30    The complainant’s version of this conversation had been as follows:

        Q. On the Monday did you go to work?
        A. Yeah and I couldn’t handle it.

        Q. When you say you couldn’t handle it what do you mean?
        A. I couldn’t work. I just kept bursting into tears and running into the bathroom. I couldn’t cope with it. My body was very sore and Martha knew that something was the matter with me and she badgered – basically she talked and talked and talked at me until I told her what happened.

        Q. This is Martha Walkowsky is that correct?
        A. It is that's correct.

        Q. What did you say to her? Do you remember what the conversation was between yourself and Martha Walkowski? A. She saw a bruise on me I believe and asked what it was. I told her that David attacked me. I told her when also, I believe, that it happened and she then spoke to me about my responsibilities about going to the police, about doing the right thing and her talk convinced me to ring the police.

        Q. Did you in fact ring the police?
        A. I called the police after I spoke with her and I spoke to a Constable Christine Powers. Over the talk we had on the phone she convinced me it was not too late, I can go down there, I can do something about this but just to get down there as soon as possible and make a statement.

31    In his summing up the learned trial judge told the jury that they were entitled to use the fact of complaint to Ms Walkowsky to show “some consistency” in the complainant’s conduct and as proof of the thing complained of. The jury were reminded at this stage that the complainant did not complain of rape to her mother or other members of her family.

32    In final address, senior counsel for the appellant relied upon the complainant’s evidence that all the complainant told her mother was that the appellant had hit her. He also relied considerably upon Ms Walkowsky’s version of the complaint as destructive of the complainant’s credibility. He argued that Ms Walkowsky emerged with the “clear impression” that the alleged rape happened after the quarrel in the car, and after the appellant “snapped” in the car.

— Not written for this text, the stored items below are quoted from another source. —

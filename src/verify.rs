// 🔗 Verification pipeline
// fetch → parse → extract (record, children, siblings) → score

use crate::config::RegistryConfig;
use crate::document::Document;
use crate::error::VerifyError;
use crate::extract::RecordExtractor;
use crate::fetch::DocumentFetcher;
use crate::record::CanineIdentityRecord;
use crate::relatives::{extract_relatives, CHILDREN_SECTION, SIBLINGS_SECTION};
use crate::score::{VerificationScore, VerificationScorer};
use crate::search::{extract_candidates, SearchCandidate};
use anyhow::Result;
use chrono::{DateTime, Utc};
use serde::{Deserialize, Serialize};
use tracing::info;

pub const MISSING_QUERY: &str = "Provide ?name=DOGNAME or ?id=12345";

#[derive(Debug, Clone, PartialEq, Eq)]
pub enum LookupQuery {
    ById(String),
    ByName(String),
}

impl LookupQuery {
    /// Id wins over name; blank values count as absent
    pub fn from_parts(id: Option<&str>, name: Option<&str>) -> Result<Self> {
        let id = id.map(str::trim).filter(|v| !v.is_empty());
        let name = name.map(str::trim).filter(|v| !v.is_empty());

        match (id, name) {
            (Some(id), _) => Ok(LookupQuery::ById(id.to_string())),
            (None, Some(name)) => Ok(LookupQuery::ByName(name.to_string())),
            (None, None) => Err(VerifyError::invalid(MISSING_QUERY).into()),
        }
    }
}

/// Record fields at the top level, score under `verification_score`
#[derive(Debug, Clone, Serialize, Deserialize)]
pub struct VerifiedProfile {
    #[serde(flatten)]
    pub record: CanineIdentityRecord,
    #[serde(rename = "verification_score")]
    pub score: VerificationScore,
}

/// What a save accepts: a verified profile, score optional
#[derive(Debug, Clone, Serialize, Deserialize)]
pub struct VerificationPayload {
    #[serde(flatten)]
    pub record: CanineIdentityRecord,
    #[serde(default, rename = "verification_score")]
    pub score: Option<VerificationScore>,
}

impl From<VerifiedProfile> for VerificationPayload {
    fn from(profile: VerifiedProfile) -> Self {
        VerificationPayload {
            record: profile.record,
            score: Some(profile.score),
        }
    }
}

#[derive(Debug, Clone)]
pub enum LookupOutcome {
    Profile(Box<VerifiedProfile>),
    /// More than one dog matched the name
    Candidates(Vec<SearchCandidate>),
    NoMatch,
}

/// Record plus relatives from an already-parsed profile page
pub fn extract_profile(
    extractor: &RecordExtractor,
    doc: &Document,
    source_id: &str,
    retrieved_at: DateTime<Utc>,
) -> CanineIdentityRecord {
    let mut record = extractor.extract(doc, source_id, retrieved_at);
    record.children = extract_relatives(doc, CHILDREN_SECTION, source_id);
    record.siblings = extract_relatives(doc, SIBLINGS_SECTION, source_id);
    record
}

pub struct VerificationService<F: DocumentFetcher> {
    registry: RegistryConfig,
    fetcher: F,
    extractor: RecordExtractor,
    scorer: VerificationScorer,
}

impl<F: DocumentFetcher> VerificationService<F> {
    pub fn new(registry: RegistryConfig, fetcher: F) -> Self {
        VerificationService {
            extractor: RecordExtractor::new(registry.clone()),
            scorer: VerificationScorer::new(),
            registry,
            fetcher,
        }
    }

    pub fn registry(&self) -> &RegistryConfig {
        &self.registry
    }

    pub fn profile(&self, id: &str) -> Result<VerifiedProfile> {
        let markup = self.fetcher.fetch(&self.registry.profile_url(id))?;
        let doc = Document::parse(&markup);
        let record = extract_profile(&self.extractor, &doc, id, Utc::now());
        let score = self.scorer.score(&record);

        info!(
            id,
            name = record.registered_name.as_deref().unwrap_or("-"),
            points = score.points,
            children = record.children.len(),
            siblings = record.siblings.len(),
            "profile verified"
        );
        Ok(VerifiedProfile { record, score })
    }

    pub fn search(&self, term: &str) -> Result<Vec<SearchCandidate>> {
        let markup = self.fetcher.fetch(&self.registry.search_url(term))?;
        let candidates = extract_candidates(&Document::parse(&markup), &self.registry);
        info!(term, matches = candidates.len(), "search complete");
        Ok(candidates)
    }

    pub fn lookup(&self, query: &LookupQuery) -> Result<LookupOutcome> {
        match query {
            LookupQuery::ById(id) => Ok(LookupOutcome::Profile(Box::new(self.profile(id)?))),
            LookupQuery::ByName(name) => {
                let mut candidates = self.search(name)?;
                match candidates.len() {
                    0 => Ok(LookupOutcome::NoMatch),
                    1 => {
                        let only = candidates.remove(0);
                        match only.external_id {
                            Some(id) => Ok(LookupOutcome::Profile(Box::new(self.profile(&id)?))),
                            None => Ok(LookupOutcome::Candidates(vec![only])),
                        }
                    }
                    _ => Ok(LookupOutcome::Candidates(candidates)),
                }
            }
        }
    }
}

#[cfg(test)]
mod tests {
    use super::*;
    use crate::error::is_client_error;
    use crate::fetch::StaticFetcher;
    use crate::fixtures::{EMPTY_SEARCH, SAMPLE_PROFILE, SAMPLE_PROFILE_ID, SAMPLE_SEARCH, SINGLE_SEARCH};

    fn service_with(search_page: &str) -> VerificationService<StaticFetcher> {
        let registry = RegistryConfig::default();
        let fetcher = StaticFetcher::new()
            .with_page(registry.profile_url(SAMPLE_PROFILE_ID), SAMPLE_PROFILE)
            .with_page(registry.search_url("PHOENIX"), search_page);
        VerificationService::new(registry, fetcher)
    }

    #[test]
    fn test_profile_pipeline() {
        let service = service_with(EMPTY_SEARCH);
        let profile = service.profile(SAMPLE_PROFILE_ID).unwrap();

        assert_eq!(
            profile.record.registered_name.as_deref(),
            Some("HEART SKIPS PHOENIX BEAUTY")
        );
        assert_eq!(profile.record.children.len(), 2);
        assert_eq!(profile.record.siblings.len(), 1);
        assert_eq!(profile.record.siblings[0].external_id.as_deref(), Some("110392"));
        assert_eq!(profile.score.points, 93);
    }

    #[test]
    fn test_lookup_by_name_multiple_matches() {
        let service = service_with(SAMPLE_SEARCH);
        let outcome = service.lookup(&LookupQuery::ByName("PHOENIX".to_string())).unwrap();

        match outcome {
            LookupOutcome::Candidates(c) => assert_eq!(c.len(), 2),
            other => panic!("expected candidates, got {:?}", other),
        }
    }

    #[test]
    fn test_lookup_by_name_single_match_resolves() {
        let service = service_with(SINGLE_SEARCH);
        let outcome = service.lookup(&LookupQuery::ByName("PHOENIX".to_string())).unwrap();

        match outcome {
            LookupOutcome::Profile(p) => assert_eq!(p.record.source_id, SAMPLE_PROFILE_ID),
            other => panic!("expected profile, got {:?}", other),
        }
    }

    #[test]
    fn test_lookup_by_name_no_match() {
        let service = service_with(EMPTY_SEARCH);
        let outcome = service.lookup(&LookupQuery::ByName("PHOENIX".to_string())).unwrap();
        assert!(matches!(outcome, LookupOutcome::NoMatch));
    }

    #[test]
    fn test_fetch_failure_propagates() {
        let service = service_with(EMPTY_SEARCH);
        let err = service.profile("999").unwrap_err();
        assert!(!is_client_error(&err));
        assert!(err.to_string().contains("404"));
    }

    #[test]
    fn test_profile_json_reads_back_as_payload() {
        let service = service_with(EMPTY_SEARCH);
        let profile = service.profile(SAMPLE_PROFILE_ID).unwrap();

        let json = serde_json::to_value(&profile).unwrap();
        assert_eq!(json["source_id"], SAMPLE_PROFILE_ID);
        assert_eq!(json["verification_score"]["points"], 93);

        let payload: VerificationPayload = serde_json::from_value(json).unwrap();
        assert_eq!(payload.record.registered_name, profile.record.registered_name);
        assert_eq!(payload.record.children, profile.record.children);
        assert_eq!(payload.record.retrieved_at, profile.record.retrieved_at);
        assert_eq!(payload.score.map(|s| s.points), Some(93));
    }

    #[test]
    fn test_query_from_parts() {
        assert_eq!(
            LookupQuery::from_parts(Some("42"), Some("REX")).unwrap(),
            LookupQuery::ById("42".to_string())
        );
        assert_eq!(
            LookupQuery::from_parts(Some("  "), Some("REX")).unwrap(),
            LookupQuery::ByName("REX".to_string())
        );

        let err = LookupQuery::from_parts(None, Some("")).unwrap_err();
        assert!(is_client_error(&err));
        assert_eq!(err.to_string(), MISSING_QUERY);
    }
}
// Pedigree Trust - Core Library
// Registry page extraction, verification scoring and persistence payloads,
// shared by the CLI, the API server and the tests.

pub mod config;
pub mod db;
pub mod document;
pub mod error;
pub mod extract;
pub mod fetch;
pub mod labels;
pub mod record;
pub mod relatives;
pub mod score;
pub mod search;
pub mod sink;
pub mod verify;

#[cfg(test)]
mod fixtures;

// Re-export commonly used types
pub use config::{Config, RegistryConfig, SinkConfig};
pub use db::{
    DogHistory, Event, SqliteSink,
    setup_database, insert_event, get_events_for_entity, get_events_for_dog, verify_count,
    get_health_records_for_dog, get_pedigrees_for_dog,
};
pub use document::{Cell, Document, Row, Table};
pub use error::{is_client_error, VerifyError};
pub use extract::RecordExtractor;
pub use fetch::{DocumentFetcher, HttpFetcher, StaticFetcher};
pub use labels::{normalize_label, FieldKey};
pub use record::{CanineIdentityRecord, RelativeRef, RelativeSummary, Sex};
pub use relatives::extract_relatives;
pub use score::{score, Award, ScoreWeights, VerificationScore, VerificationScorer};
pub use search::{extract_candidates, SearchCandidate};
pub use sink::{
    HealthTestRecord, PedigreeRecord, PersistenceSink, RestSink, SaveOutcome, TestType,
    build_health_records, build_pedigree_record, save_verification,
};
pub use verify::{
    extract_profile, LookupOutcome, LookupQuery, VerificationPayload, VerificationService,
    VerifiedProfile,
};

/// Library version
pub const VERSION: &str = env!("CARGO_PKG_VERSION");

Counsel continued:

        Well, ladies gentlemen, it’s all very well for the Crown to say Martha might have made a mistake or something, but you'll remember that Martha was the person that was pressing and pressing and pressing her to get the story and finally persuaded her to go to the police right away. Would she have persuaded her to go to the police right away if she didn’t even know where the rape took place or what was the nature of the allegation. Is not this story she told to Martha a sort of dry-run allegation which was later changed to what she thought would be a better allegation?

33    The learned trial judge adverted to this argument of defence counsel three times in the summing up.

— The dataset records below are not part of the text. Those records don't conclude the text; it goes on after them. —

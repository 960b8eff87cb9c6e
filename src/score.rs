// ✅ Verification Scorer - weighted completeness/quality score (0-100)
// Pure function of the canonical record; recomputed on demand, never stored
// as mutable state.

use crate::record::{is_reported, CanineIdentityRecord};
use serde::{Deserialize, Serialize};
use std::collections::BTreeMap;

pub const MAX_POINTS: u8 = 100;

// ============================================================================
// BREAKDOWN
// ============================================================================

/// Value of one awarded criterion: a flag, or a rating label for bonuses
#[derive(Debug, Clone, PartialEq, Eq, Serialize, Deserialize)]
#[serde(untagged)]
pub enum Award {
    Flag(bool),
    Rating(String),
}

#[derive(Debug, Clone, PartialEq, Serialize, Deserialize)]
pub struct VerificationScore {
    pub points: u8,
    /// Only awarded criteria appear; a missing key means "not awarded"
    pub breakdown: BTreeMap<String, Award>,
    pub max_possible: u8,
}

impl VerificationScore {
    pub fn awarded(&self, key: &str) -> bool {
        self.breakdown.contains_key(key)
    }

    pub fn summary(&self) -> String {
        format!(
            "Score: {}/{} ({} criteria awarded)",
            self.points,
            self.max_possible,
            self.breakdown.len()
        )
    }
}

// ============================================================================
// WEIGHTS
// ============================================================================

#[derive(Debug, Clone, Serialize, Deserialize)]
pub struct ScoreWeights {
    pub sire: f64,
    pub dam: f64,
    pub hips: f64,
    pub hips_bonus: f64,
    pub elbows: f64,
    pub elbows_bonus: f64,
    pub dsra: f64,
    pub dsra_certified: f64,
    pub dvl2: f64,
    pub dvl2_certified: f64,
    pub dna_confirmed: f64,
    pub pedigree_number: f64,
}

impl Default for ScoreWeights {
    fn default() -> Self {
        ScoreWeights {
            sire: 12.5,
            dam: 12.5,
            hips: 20.0,
            hips_bonus: 5.0,
            elbows: 20.0,
            elbows_bonus: 5.0,
            dsra: 10.0,
            dsra_certified: 2.5,
            dvl2: 10.0,
            dvl2_certified: 2.5,
            dna_confirmed: 5.0,
            pedigree_number: 5.0,
        }
    }
}

impl ScoreWeights {
    /// Every base criterion and bonus awarded at once (110 by default)
    pub fn ideal_total(&self) -> f64 {
        self.sire
            + self.dam
            + self.hips
            + self.hips_bonus
            + self.elbows
            + self.elbows_bonus
            + self.dsra
            + self.dsra_certified
            + self.dvl2
            + self.dvl2_certified
            + self.dna_confirmed
            + self.pedigree_number
    }
}

// ============================================================================
// SCORER
// ============================================================================

pub struct VerificationScorer {
    weights: ScoreWeights,

    /// Hip results earning the quality bonus (exact, case-sensitive)
    good_hips: Vec<String>,

    /// Elbow results earning the quality bonus (exact, case-sensitive)
    clear_elbows: Vec<String>,
}

impl VerificationScorer {
    pub fn new() -> Self {
        VerificationScorer {
            weights: ScoreWeights::default(),
            good_hips: vec![
                "HD-".to_string(),
                "HD A".to_string(),
                "OFA Excellent".to_string(),
                "OFA Good".to_string(),
            ],
            clear_elbows: vec!["0/Free/Vrij".to_string(), "OFA Normal".to_string()],
        }
    }

    pub fn with_weights(mut self, weights: ScoreWeights) -> Self {
        self.weights = weights;
        self
    }

    pub fn weights(&self) -> &ScoreWeights {
        &self.weights
    }

    /// Score a record. Criteria are independent and additive; the sum is
    /// clamped to [0, 100] and rounded to the nearest integer.
    pub fn score(&self, record: &CanineIdentityRecord) -> VerificationScore {
        let w = &self.weights;
        let mut total = 0.0;
        let mut breakdown = BTreeMap::new();
        let mut award = |key: &str, value: Award, points: f64, total: &mut f64| {
            *total += points;
            breakdown.insert(key.to_string(), value);
        };

        // Pedigree (sire + dam known)
        if record.sire.as_ref().is_some_and(|r| r.has_name()) {
            award("sire_verified", Award::Flag(true), w.sire, &mut total);
        }
        if record.dam.as_ref().is_some_and(|r| r.has_name()) {
            award("dam_verified", Award::Flag(true), w.dam, &mut total);
        }

        // Hips
        if is_reported(record.hip_score.as_deref()) {
            award("hd_verified", Award::Flag(true), w.hips, &mut total);
            if in_set(&self.good_hips, record.hip_score.as_deref()) {
                award("hd_rating", Award::Rating("excellent/good".to_string()), w.hips_bonus, &mut total);
            }
        }

        // Elbows
        if is_reported(record.elbow_score.as_deref()) {
            award("ed_verified", Award::Flag(true), w.elbows, &mut total);
            if in_set(&self.clear_elbows, record.elbow_score.as_deref()) {
                award("ed_rating", Award::Rating("clear".to_string()), w.elbows_bonus, &mut total);
            }
        }

        // Genetic panels; certification only counts on a reported result
        if is_reported(record.dsra_result.as_deref()) {
            award("dsra_tested", Award::Flag(true), w.dsra, &mut total);
            if record.dsra_certified {
                award("dsra_certified", Award::Flag(true), w.dsra_certified, &mut total);
            }
        }
        if is_reported(record.dvl2_result.as_deref()) {
            award("dvl2_tested", Award::Flag(true), w.dvl2, &mut total);
            if record.dvl2_certified {
                award("dvl2_certified", Award::Flag(true), w.dvl2_certified, &mut total);
            }
        }

        if record.dna_parentage_confirmed {
            award("dna_confirmed", Award::Flag(true), w.dna_confirmed, &mut total);
        }

        if record
            .pedigree_number
            .as_deref()
            .is_some_and(|p| !p.trim().is_empty())
        {
            award("pedigree_registered", Award::Flag(true), w.pedigree_number, &mut total);
        }

        VerificationScore {
            points: clamp_points(total),
            breakdown,
            max_possible: MAX_POINTS,
        }
    }
}

impl Default for VerificationScorer {
    fn default() -> Self {
        Self::new()
    }
}

/// Score with the default weights and quality sets
pub fn score(record: &CanineIdentityRecord) -> VerificationScore {
    VerificationScorer::new().score(record)
}

fn in_set(set: &[String], value: Option<&str>) -> bool {
    value.is_some_and(|v| set.iter().any(|s| s == v))
}

fn clamp_points(total: f64) -> u8 {
    if !total.is_finite() {
        return 0;
    }
    total.clamp(0.0, MAX_POINTS as f64).round() as u8
}

// ============================================================================
// TESTS
// ============================================================================

#[cfg(test)]
mod tests {
    use super::*;
    use crate::document::Document;
    use crate::extract::RecordExtractor;
    use crate::fixtures::{SAMPLE_PROFILE, SAMPLE_PROFILE_ID};
    use crate::record::RelativeRef;
    use chrono::Utc;

    fn empty_record() -> CanineIdentityRecord {
        CanineIdentityRecord::new("1", "u", Utc::now())
    }

    fn named(name: &str) -> Option<RelativeRef> {
        Some(RelativeRef {
            name: Some(name.to_string()),
            ..RelativeRef::default()
        })
    }

    fn perfect_record() -> CanineIdentityRecord {
        let mut r = empty_record();
        r.sire = named("S");
        r.dam = named("D");
        r.hip_score = Some("HD A".to_string());
        r.elbow_score = Some("OFA Normal".to_string());
        r.dsra_result = Some("CLEAR".to_string());
        r.dsra_certified = true;
        r.dvl2_result = Some("CLEAR".to_string());
        r.dvl2_certified = true;
        r.dna_parentage_confirmed = true;
        r.pedigree_number = Some("LV-1".to_string());
        r
    }

    #[test]
    fn test_sample_profile_scores_93() {
        let doc = Document::parse(SAMPLE_PROFILE);
        let record = RecordExtractor::default().extract(&doc, SAMPLE_PROFILE_ID, Utc::now());
        let result = score(&record);

        println!("{}", result.summary());

        assert_eq!(result.points, 93);
        assert_eq!(result.max_possible, 100);
        for key in [
            "sire_verified",
            "dam_verified",
            "hd_verified",
            "hd_rating",
            "ed_verified",
            "ed_rating",
            "dsra_tested",
            "dsra_certified",
            "pedigree_registered",
        ] {
            assert!(result.awarded(key), "missing {}", key);
        }
        assert!(!result.awarded("dvl2_tested"));
        assert!(!result.awarded("dvl2_certified"));
        assert!(!result.awarded("dna_confirmed"));
        assert_eq!(result.breakdown.len(), 9);
        assert_eq!(
            result.breakdown.get("hd_rating"),
            Some(&Award::Rating("excellent/good".to_string()))
        );

        println!("✅ Sample score test PASSED");
    }

    #[test]
    fn test_empty_record_scores_zero() {
        let result = score(&empty_record());
        assert_eq!(result.points, 0);
        assert!(result.breakdown.is_empty());
    }

    #[test]
    fn test_cap_at_100() {
        let scorer = VerificationScorer::new();
        assert_eq!(scorer.weights().ideal_total(), 110.0);

        let result = scorer.score(&perfect_record());
        assert_eq!(result.points, 100);
        assert_eq!(result.breakdown.len(), 12);
    }

    #[test]
    fn test_unknown_panels_in_any_case_earn_nothing() {
        for unknown in ["UNKNOWN", "unknown", "Unknown"] {
            let mut r = empty_record();
            r.dsra_result = Some(unknown.to_string());
            r.dsra_certified = true;
            r.dvl2_result = Some(unknown.to_string());
            r.dvl2_certified = true;

            let result = score(&r);
            assert_eq!(result.points, 0, "{}", unknown);
            assert!(result.breakdown.is_empty());
            // raw value still on the record
            assert_eq!(r.dsra_result.as_deref(), Some(unknown));
        }
    }

    #[test]
    fn test_quality_bonus_is_case_sensitive() {
        let mut r = empty_record();
        r.hip_score = Some("hd a".to_string());
        r.elbow_score = Some("ofa normal".to_string());

        let result = score(&r);
        assert_eq!(result.points, 40);
        assert!(result.awarded("hd_verified"));
        assert!(!result.awarded("hd_rating"));
        assert!(!result.awarded("ed_rating"));
    }

    #[test]
    fn test_unknown_hip_and_elbow_not_counted() {
        let mut r = empty_record();
        r.hip_score = Some("unknown".to_string());
        r.elbow_score = Some("Unknown".to_string());
        assert_eq!(score(&r).points, 0);
    }

    #[test]
    fn test_certified_without_result_earns_nothing() {
        let mut r = empty_record();
        r.dvl2_certified = true;
        assert_eq!(score(&r).points, 0);
    }

    #[test]
    fn test_dvl2_bonus_matches_dsra() {
        let mut r = empty_record();
        r.dvl2_result = Some("CARRIER".to_string());
        r.dvl2_certified = true;

        let result = score(&r);
        assert_eq!(result.points, 13); // 12.5 rounds up
        assert!(result.awarded("dvl2_certified"));
    }

    #[test]
    fn test_parent_ref_without_name_not_counted() {
        let mut r = empty_record();
        r.sire = Some(RelativeRef {
            name: None,
            external_id: Some("5".to_string()),
            url: None,
        });
        assert_eq!(score(&r).points, 0);
    }

    #[test]
    fn test_points_always_in_range() {
        let scorer = VerificationScorer::new().with_weights(ScoreWeights {
            sire: -50.0,
            ..ScoreWeights::default()
        });
        let mut r = empty_record();
        r.sire = named("S");
        assert_eq!(scorer.score(&r).points, 0);

        let heavy = VerificationScorer::new().with_weights(ScoreWeights {
            sire: 500.0,
            ..ScoreWeights::default()
        });
        assert_eq!(heavy.score(&r).points, 100);
    }

    #[test]
    fn test_breakdown_serializes_flags_and_ratings() {
        let json = serde_json::to_value(score(&perfect_record())).unwrap();
        assert_eq!(json["breakdown"]["sire_verified"], serde_json::json!(true));
        assert_eq!(json["breakdown"]["ed_rating"], serde_json::json!("clear"));
        assert_eq!(json["max_possible"], serde_json::json!(100));
    }
}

34    In this Court, the appellant submitted that the directions given about the evidence of complaint to Ms Walkowsky were erroneous and inadequate. At its highest, the submission was that the evidence was inadmissible as evidence of the fact, with the consequence that the trial judge erred in so instructing the jury. The submission does not depend upon any lack of “freshness” in the sense discussed in Graham v The Queen (1988) 195 CLR 606. After all, the time lapse between the alleged sexual assault and conversation with Ms Walkowsky was only about 55 hours. The nub of the challenge is what is said to be the “significantly different assault” reported to Ms Walkowsky compared to that given by the complainant in her statement to the police and her evidence at trial. In these circumstances, Ms Walkowsky’s evidence is said to have been incapable of demonstrating either the consistency of the complainant’s account or the fact of sexual assault having occurred. Alternatively, the discrepancy is said to have enlivened a need for very careful directions by the trial judge. Reliance is placed upon BRS v The Queen (1994) 191 CLR 275.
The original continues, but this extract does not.